AnyVision, a Tel Aviv-based maker of facial, body and object recognition technologies, has patented a drone-based facial recognition scheme in the US, with the patent detailing how a drone can find the best angle for a snapshot before referring the image to a database for identification.

Avi Golan, the company’s CEO, told Forbes that he is keeping the technology “in the back of [his] pocket” until it becomes “more accepted by humanity,” amid concerns from some lawmakers that the system could be used to spy on Americans.

Outside the US, the company has already teamed up with Israeli defence giant Rafael to create SightX, an urban warfare system which features the AI-assisted use of drones to scan and map buildings, mark people and eventually, identify individuals using facial recognition, ostensibly to differentiate between civilians and military targets.

In the US, Golan said his company is limiting its partnerships to the private sector, working with casinos and retailers, and not with law enforcement. The CEO stressed that the facial recognition drone technology has potential uses beyond surveillance applications, such as application with delivery drones which require facial recognition.

Microsoft invested in AnyVision in 2019, but pulled out a year later following an ethics review over reports that the company’s products were being used by Israeli security forces at West Bank border crossings.

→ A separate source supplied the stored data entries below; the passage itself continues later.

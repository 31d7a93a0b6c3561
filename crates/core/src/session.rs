//! Session module - the frame-driven game state machine
//!
//! A session owns the field, the active and queued pieces, the score and the
//! pause flag. The external loop feeds it discrete [`Command`]s and a per-frame
//! elapsed time, and reads a [`Snapshot`] back for rendering.
//!
//! The piece lifecycle is modelled by [`Phase`]:
//!
//! - `Falling`: an active piece is under gravity and player control.
//! - `Clearing`: full rows were detected after a placement; they stay on the
//!   field for a fixed number of ticks, gravity is suspended and there is no
//!   active piece. When the countdown ends the rows are removed and the next
//!   piece spawns.
//! - `GameOver`: a freshly promoted piece did not fit at its spawn position.
//!   Only a restart leaves this phase.
//!
//! `paused` is orthogonal to the phase and freezes both gravity and the clear
//! countdown.

use tracing::{debug, info, warn};

use crate::config::{ConfigError, GameConfig};
use crate::field::Field;
use crate::piece::Piece;
use crate::rng::{PieceSource, UniformSource};
use crate::scoring::line_clear_score;
use crate::snapshot::{ClearingSnapshot, Snapshot};
use crate::types::Command;

#[derive(Debug, Clone, PartialEq, Eq)]
pub enum Phase {
    Falling { active: Piece },
    Clearing { rows: Vec<usize>, remaining: u32 },
    GameOver,
}

#[derive(Debug, Clone)]
pub struct Session<S = UniformSource> {
    config: GameConfig,
    field: Field,
    phase: Phase,
    next: Piece,
    source: S,
    score: u32,
    /// Time since the last gravity step. Keeps running across placements and
    /// the clear animation.
    fall_timer_ms: u32,
    paused: bool,
}

impl Session<UniformSource> {
    /// Canonical 10x20 session with a seeded uniform piece source.
    pub fn new(seed: u32) -> Self {
        Self::build(GameConfig::default(), UniformSource::new(seed))
    }
}

impl Default for Session<UniformSource> {
    fn default() -> Self {
        Self::new(1)
    }
}

impl<S: PieceSource> Session<S> {
    /// Session with a custom configuration and piece source.
    pub fn try_new(config: GameConfig, source: S) -> Result<Self, ConfigError> {
        if let Err(err) = config.validate() {
            warn!(%err, "rejected game configuration");
            return Err(err);
        }
        Ok(Self::build(config, source))
    }

    fn build(config: GameConfig, mut source: S) -> Self {
        let field = Field::new(config.width, config.height);
        let (phase, next) = Self::deal(&field, &mut source);
        Self {
            config,
            field,
            phase,
            next,
            source,
            score: 0,
            fall_timer_ms: 0,
            paused: false,
        }
    }

    /// Draw the first active piece and the queued one.
    fn deal(field: &Field, source: &mut S) -> (Phase, Piece) {
        let active = Piece::spawn(source.next_kind(), field.width());
        let next = Piece::spawn(source.next_kind(), field.width());
        let phase = if active.is_valid(field) {
            Phase::Falling { active }
        } else {
            Phase::GameOver
        };
        (phase, next)
    }

    pub fn config(&self) -> &GameConfig {
        &self.config
    }

    pub fn field(&self) -> &Field {
        &self.field
    }

    pub fn phase(&self) -> &Phase {
        &self.phase
    }

    pub fn active(&self) -> Option<Piece> {
        match self.phase {
            Phase::Falling { active } => Some(active),
            _ => None,
        }
    }

    pub fn next(&self) -> Piece {
        self.next
    }

    pub fn score(&self) -> u32 {
        self.score
    }

    pub fn paused(&self) -> bool {
        self.paused
    }

    pub fn game_over(&self) -> bool {
        matches!(self.phase, Phase::GameOver)
    }

    pub fn source(&self) -> &S {
        &self.source
    }

    /// Discard the field, pieces and score and deal a new game.
    ///
    /// The piece source is kept, so its sequence continues. The pause flag is
    /// left as it is: restarting while paused yields a paused new game.
    pub fn restart(&mut self) {
        self.field = Field::new(self.config.width, self.config.height);
        let (phase, next) = Self::deal(&self.field, &mut self.source);
        self.phase = phase;
        self.next = next;
        self.score = 0;
        self.fall_timer_ms = 0;
        info!(paused = self.paused, "session restarted");
    }

    /// Apply one input command. Returns whether anything changed.
    ///
    /// `TogglePause` is accepted in every state, including game over.
    /// `Restart` only acts once the game is over. Piece commands are ignored
    /// while paused, while rows are clearing and after game over.
    pub fn apply_command(&mut self, command: Command) -> bool {
        match command {
            Command::TogglePause => {
                self.paused = !self.paused;
                debug!(paused = self.paused, "pause toggled");
                true
            }
            Command::Restart => {
                if self.game_over() {
                    self.restart();
                    true
                } else {
                    false
                }
            }
            command if self.paused && command.moves_piece() => false,
            Command::MoveLeft => self.update_active(|piece, field| piece.try_move(-1, 0, field)),
            Command::MoveRight => self.update_active(|piece, field| piece.try_move(1, 0, field)),
            Command::SoftDrop => self.update_active(|piece, field| piece.try_move(0, 1, field)),
            Command::Rotate => self.update_active(|piece, field| piece.try_rotate(field)),
            Command::HardDrop => self.hard_drop(),
        }
    }

    fn update_active(&mut self, step: impl FnOnce(&Piece, &Field) -> Option<Piece>) -> bool {
        let Phase::Falling { active } = &mut self.phase else {
            return false;
        };
        match step(&*active, &self.field) {
            Some(piece) => {
                *active = piece;
                true
            }
            None => false,
        }
    }

    fn hard_drop(&mut self) -> bool {
        let Phase::Falling { active } = self.phase else {
            return false;
        };
        let landed = active.hard_drop(&self.field);
        self.place(landed);
        true
    }

    /// Advance time by one frame. Returns whether a gravity or clear step ran.
    ///
    /// Elapsed time accumulates whenever the session is neither paused nor
    /// over, and the active piece falls one row once the time since the last
    /// gravity step exceeds the fall interval. While rows are clearing each
    /// call counts down one animation tick, whatever `elapsed_ms` is; time
    /// spent there still counts toward the next fall.
    pub fn tick(&mut self, elapsed_ms: u32) -> bool {
        if self.paused {
            return false;
        }
        match self.phase {
            Phase::GameOver => false,
            Phase::Clearing { .. } => {
                self.fall_timer_ms = self.fall_timer_ms.saturating_add(elapsed_ms);
                self.advance_clear();
                true
            }
            Phase::Falling { .. } => {
                self.fall_timer_ms = self.fall_timer_ms.saturating_add(elapsed_ms);
                if self.fall_timer_ms <= self.config.fall_interval_ms {
                    return false;
                }
                self.fall_timer_ms = 0;
                self.gravity_step();
                true
            }
        }
    }

    fn advance_clear(&mut self) {
        let Phase::Clearing { rows, remaining } = &mut self.phase else {
            return;
        };
        *remaining = remaining.saturating_sub(1);
        if *remaining > 0 {
            return;
        }
        let rows = std::mem::take(rows);
        self.field.remove_rows(&rows);
        debug!(?rows, "rows removed");
        self.spawn_next();
    }

    fn gravity_step(&mut self) {
        let Phase::Falling { active } = self.phase else {
            return;
        };
        match active.try_move(0, 1, &self.field) {
            Some(lower) => self.phase = Phase::Falling { active: lower },
            None => self.place(active),
        }
    }

    /// Commit a landed piece, score any full rows and move on.
    fn place(&mut self, piece: Piece) {
        self.field
            .commit(&piece.shape, piece.x, piece.y, piece.color());
        debug!(kind = piece.kind.as_str(), x = piece.x, y = piece.y, "piece placed");

        let rows = self.field.full_rows();
        if rows.is_empty() {
            self.spawn_next();
            return;
        }

        let gained = line_clear_score(rows.len(), self.config.line_score);
        self.score = self.score.saturating_add(gained);
        debug!(?rows, gained, score = self.score, "full rows detected");
        self.phase = Phase::Clearing {
            rows,
            remaining: self.config.clear_ticks,
        };
    }

    /// Promote the queued piece and draw a new one.
    fn spawn_next(&mut self) {
        let fresh = Piece::spawn(self.source.next_kind(), self.field.width());
        let active = std::mem::replace(&mut self.next, fresh);

        if active.is_valid(&self.field) {
            debug!(kind = active.kind.as_str(), "piece spawned");
            self.phase = Phase::Falling { active };
        } else {
            info!(score = self.score, kind = active.kind.as_str(), "game over: spawn blocked");
            self.phase = Phase::GameOver;
        }
    }

    /// Refill `out` with the current state, reusing its buffers.
    pub fn snapshot_into(&self, out: &mut Snapshot) {
        out.width = self.field.width();
        out.height = self.field.height();
        out.cells.clear();
        out.cells.extend_from_slice(self.field.cells());
        out.active = self.active();
        out.next = self.next;
        out.score = self.score;
        out.paused = self.paused;
        out.game_over = self.game_over();
        out.clearing = match &self.phase {
            Phase::Clearing { rows, remaining } => Some(ClearingSnapshot {
                rows: rows.clone(),
                progress: *remaining as f32 / self.config.clear_ticks as f32,
            }),
            _ => None,
        };
    }

    pub fn snapshot(&self) -> Snapshot {
        let mut out = Snapshot {
            width: 0,
            height: 0,
            cells: Vec::with_capacity(self.field.cells().len()),
            active: None,
            next: self.next,
            score: 0,
            paused: false,
            game_over: false,
            clearing: None,
        };
        self.snapshot_into(&mut out);
        out
    }

    #[cfg(test)]
    pub(crate) fn field_mut(&mut self) -> &mut Field {
        &mut self.field
    }

    #[cfg(test)]
    pub(crate) fn set_active(&mut self, piece: Piece) {
        self.phase = Phase::Falling { active: piece };
    }
}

Along with AnyVision, Pentagon researchers have been tinkering with drone-based facial recognition technology, among them the Advanced Tactical Facial Recognition at a Distance Technology, being developed for US Special Operations Command, which promises face recognition from up to 1 km away. The Intelligence Advanced Research Projects Activity, an agency under the purview of the Director of National Intelligence, is working on its own programme, called the Biometric Recognition and Identification at Altitude and Range (BRIAR), and seeks to create an algorithm-based system for whole-body biometric identification using elevated or drone platforms. The latter programme is envisioned to assist the government in force protection, counterterrorism and border security.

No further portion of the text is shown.